French resort opens single ski run, but you'll need a car to reach the top

Cecile Mantovani
·2-min read

By Cecile Mantovani

COURCHEVEL, France (Reuters) - Gari Abou and his teenage brother clutched their snowboards as they rode up the mountainside to the top of the only piste open in Courchevel. Their ride was not a chairlift, but a taxi.

France's ski resorts cannot operate their lifts under the country's tight COVID-19 restrictions. But Courchevel, a favourite in normal years with Britons and Russians, has opened a single run that can be reached by car.

"It's good for learning because we repeat the run over and over," Abou said, strapping his board to his feet and launching himself down the gentle slope under a blue alpine sky.

The resort has opened the piste for the February school holidays when the French traditionally decamp to the mountains. Even though lifts aren't operating, the resort is 40% full this week, according to the tourism office.
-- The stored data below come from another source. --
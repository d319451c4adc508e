/// Format milliseconds as `mm:ss.mmm`.
pub fn format_duration_ms(total_ms: f64) -> String {
    let total_ms = total_ms.max(0.0).round() as u64;
    let minutes = total_ms / 60_000;
    let seconds = (total_ms % 60_000) / 1_000;
    let millis = total_ms % 1_000;
    format!("{:02}:{:02}.{:03}", minutes, seconds, millis)
}

pub const MIN_BPM: f64 = 1.0;
pub const MAX_BPM: f64 = 1000.0;

/// Parse a tempo override given in beats per minute.
pub fn parse_bpm(value: &str) -> Result<f64, String> {
    let bpm: f64 = value
        .parse()
        .map_err(|_| format!("`{value}` is not a number"))?;
    if !(MIN_BPM..=MAX_BPM).contains(&bpm) {
        return Err(format!("BPM must be between {MIN_BPM} and {MAX_BPM}, got {value}"));
    }
    Ok(bpm)
}

#[cfg(test)]
mod tests {
    use super::*;

    #[test]
    fn formats_minutes_seconds_millis() {
        assert_eq!(format_duration_ms(0.0), "00:00.000");
        assert_eq!(format_duration_ms(61_234.4), "01:01.234");
        assert_eq!(format_duration_ms(3_600_000.0), "60:00.000");
    }

    #[test]
    fn bpm_must_be_in_range() {
        assert_eq!(parse_bpm("120"), Ok(120.0));
        assert_eq!(parse_bpm("92.5"), Ok(92.5));
        assert!(parse_bpm("0").is_err());
        assert!(parse_bpm("-10").is_err());
        assert!(parse_bpm("inf").is_err());
        assert!(parse_bpm("NaN").is_err());
        assert!(parse_bpm("1e-300").is_err());
        assert!(parse_bpm("1000").is_ok());
        assert!(parse_bpm("1000.5").is_err());
        assert!(parse_bpm("fast").is_err());
    }
}
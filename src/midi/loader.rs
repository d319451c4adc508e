use std::fs;
use std::path::Path;

use crate::midi::cursor::ByteCursor;
use crate::midi::error::{MidiError, MidiResult};

const HEADER_MAGIC: &[u8; 4] = b"MThd";
const TRACK_MAGIC: &[u8; 4] = b"MTrk";

/// Contents of the `MThd` chunk.
#[derive(Debug, Clone, Copy, PartialEq, Eq)]
pub struct Header {
    pub format: u16,
    pub track_count: u16,
    /// Ticks per quarter note.
    pub division: u16,
}

/// Load a MIDI file into memory.
pub fn load_midi_file<P: AsRef<Path>>(filename: P) -> MidiResult<Vec<u8>> {
    Ok(fs::read(filename)?)
}

/// Read and verify the header chunk.
pub fn parse_header(cursor: &mut ByteCursor<'_>) -> MidiResult<Header> {
    let magic: [u8; 4] = cursor.read_array()?;
    if &magic != HEADER_MAGIC {
        return Err(MidiError::HeaderMagic { found: magic });
    }

    let length = cursor.read_u32_be()?;
    if length < 6 {
        return Err(MidiError::TruncatedHeader { length });
    }
    let format = cursor.read_u16_be()?;
    let track_count = cursor.read_u16_be()?;
    let division = cursor.read_u16_be()?;
    // Anything past the first three fields is skipped.
    cursor.read((length - 6) as usize)?;

    if division & 0x8000 != 0 {
        return Err(MidiError::Smpte { division });
    }
    if division == 0 {
        return Err(MidiError::ZeroDivision);
    }

    Ok(Header {
        format,
        track_count,
        division,
    })
}

/// Read one chunk where a track is expected.
///
/// Returns the chunk body, or `None` if the chunk is not an `MTrk` (its body
/// is skipped). Running out of file is fatal.
pub fn read_track_chunk<'a>(
    cursor: &mut ByteCursor<'a>,
    index: usize,
) -> MidiResult<Option<&'a [u8]>> {
    let magic: [u8; 4] = cursor.read_array()?;
    let length = cursor.read_u32_be()? as usize;
    let body = cursor.read(length)?;

    if &magic != TRACK_MAGIC {
        log::warn!(
            "Chunk {index} has magic {:?} instead of MTrk, skipping {length} byte(s)",
            String::from_utf8_lossy(&magic)
        );
        return Ok(None);
    }
    Ok(Some(body))
}
use thiserror::Error;

use crate::downstream::DownstreamError;
use crate::storage::ReceiptStoreError;

/// 启动阶段错误
///
/// 运行期的错误都在各自子系统内消化，只有启动失败会终止进程。
#[derive(Error, Debug)]
pub enum ServerError {
    #[error("无法监听 {addr}: {source}")]
    Bind {
        addr: String,
        #[source]
        source: std::io::Error,
    },

    #[error("存储初始化失败: {0}")]
    Storage(#[from] ReceiptStoreError),

    #[error("下游客户端初始化失败: {0}")]
    Downstream(#[from] DownstreamError),

    #[error("IO 错误: {0}")]
    Io(#[from] std::io::Error),
}

/// 启动流程的 Result 类型别名
pub type Result<T> = std::result::Result<T, ServerError>;
//! 下游订单库
//!
//! 订单处理只依赖 [`OrderStore`] 的四个操作，传输方式由实现决定:
//!
//! - [`SupabaseStore`] - PostgREST over HTTP
//! - [`MemoryOrderStore`] - 进程内实现，用于测试和离线运行

pub mod memory;
pub mod supabase;

pub use memory::MemoryOrderStore;
pub use supabase::SupabaseStore;

use async_trait::async_trait;
use serde::{Deserialize, Serialize};
use thiserror::Error;

pub const STATUS_PENDING: &str = "pending";
pub const STATUS_PREPARING: &str = "preparing";
pub const STATUS_RETURNED: &str = "returned";

/// 退菜时可以被标记为退菜的原菜状态
pub const RETURNABLE_STATUSES: [&str; 2] = [STATUS_PENDING, STATUS_PREPARING];

pub const DEFAULT_PREP_TIME_MINUTES: u32 = 10;
pub const DEFAULT_URGENCY: &str = "normal";

#[derive(Debug, Error)]
pub enum DownstreamError {
    #[error("HTTP request failed: {0}")]
    Http(#[from] reqwest::Error),

    #[error("Downstream returned {status}: {body}")]
    Status { status: u16, body: String },

    #[error("Unexpected downstream response: {0}")]
    Response(String),

    #[error("Downstream unavailable: {0}")]
    Unavailable(String),
}

pub type DownstreamResult<T> = Result<T, DownstreamError>;

/// 新订单 (客单)
#[derive(Debug, Clone, PartialEq, Serialize)]
pub struct NewOrder {
    pub restaurant_id: String,
    pub receipt_no: String,
    pub table_no: String,
    pub order_type: String,
    pub status: String,
    pub raw_data: serde_json::Value,
    pub ordered_at: String,
    pub source: String,
}

/// 待插入的菜品行
#[derive(Debug, Clone, PartialEq, Serialize)]
pub struct DishRow {
    #[serde(skip_serializing_if = "Option::is_none")]
    pub order_id: Option<String>,
    pub restaurant_id: String,
    pub receipt_no: String,
    pub name: String,
    pub quantity: i32,
    pub station_id: Option<String>,
    pub table_no: String,
    pub status: String,
    pub prep_time_minutes: u32,
    pub urgency_level: String,
}

/// 下游已有的菜品记录
#[derive(Debug, Clone, PartialEq, Serialize, Deserialize)]
pub struct DishRecord {
    #[serde(deserialize_with = "id_as_string")]
    pub id: String,
    pub name: String,
    pub table_no: String,
    pub status: String,
    #[serde(default)]
    pub quantity: i32,
}

/// PostgREST 可能返回数字或 UUID 主键
pub(crate) fn id_as_string<'de, D>(deserializer: D) -> Result<String, D::Error>
where
    D: serde::Deserializer<'de>,
{
    let value = serde_json::Value::deserialize(deserializer)?;
    Ok(match value {
        serde_json::Value::String(s) => s,
        other => other.to_string(),
    })
}

#[async_trait]
pub trait OrderStore: Send + Sync {
    /// 插入订单，返回下游分配的订单 ID
    async fn insert_order(&self, order: NewOrder) -> DownstreamResult<String>;

    async fn insert_dishes(&self, dishes: Vec<DishRow>) -> DownstreamResult<()>;

    /// 同桌同名、状态在 `statuses` 中的最近一条菜品
    async fn find_recent_dish(
        &self,
        table_no: &str,
        name: &str,
        statuses: &[&str],
    ) -> DownstreamResult<Option<DishRecord>>;

    async fn update_dish_status(&self, id: &str, status: &str) -> DownstreamResult<()>;
}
From Courchevel's hotels and chalets to the top of the run above the resort's small mountain airport is a 20-minute drive. Police make sure no one parks up - it is strictly drop-off only.

"We didn't expect to be able to ski this year!" said Olivia Blausteil from Paris. "It's a bit tedious to take the car, but it's worth the effort. We feel very lucky."

The resort normally boasts access to the world's largest ski area, known as Les 3 Vallees, with some 600 km of slopes. But with swathes of Europe under lockdown, there were few complaints from those enjoying the fresh snow on the 2-km run.

"It does a lot of good to be here," said Gislaine Fellous, who had spent much of her holiday hiking.

Local businesses - from ski hire shops to restaurants - will lose an estimated 90% of their revenues this season. Government financial aid will only plug some of the hole.

For Pascal Lemare, whose Le Pilatus restaurant was doing brisk trade in 16-euro takeaway plates of tartiflette, it was a morale boost for locals just to see people on the slopes.

"We've got snow, sun. We're doing ok," he said.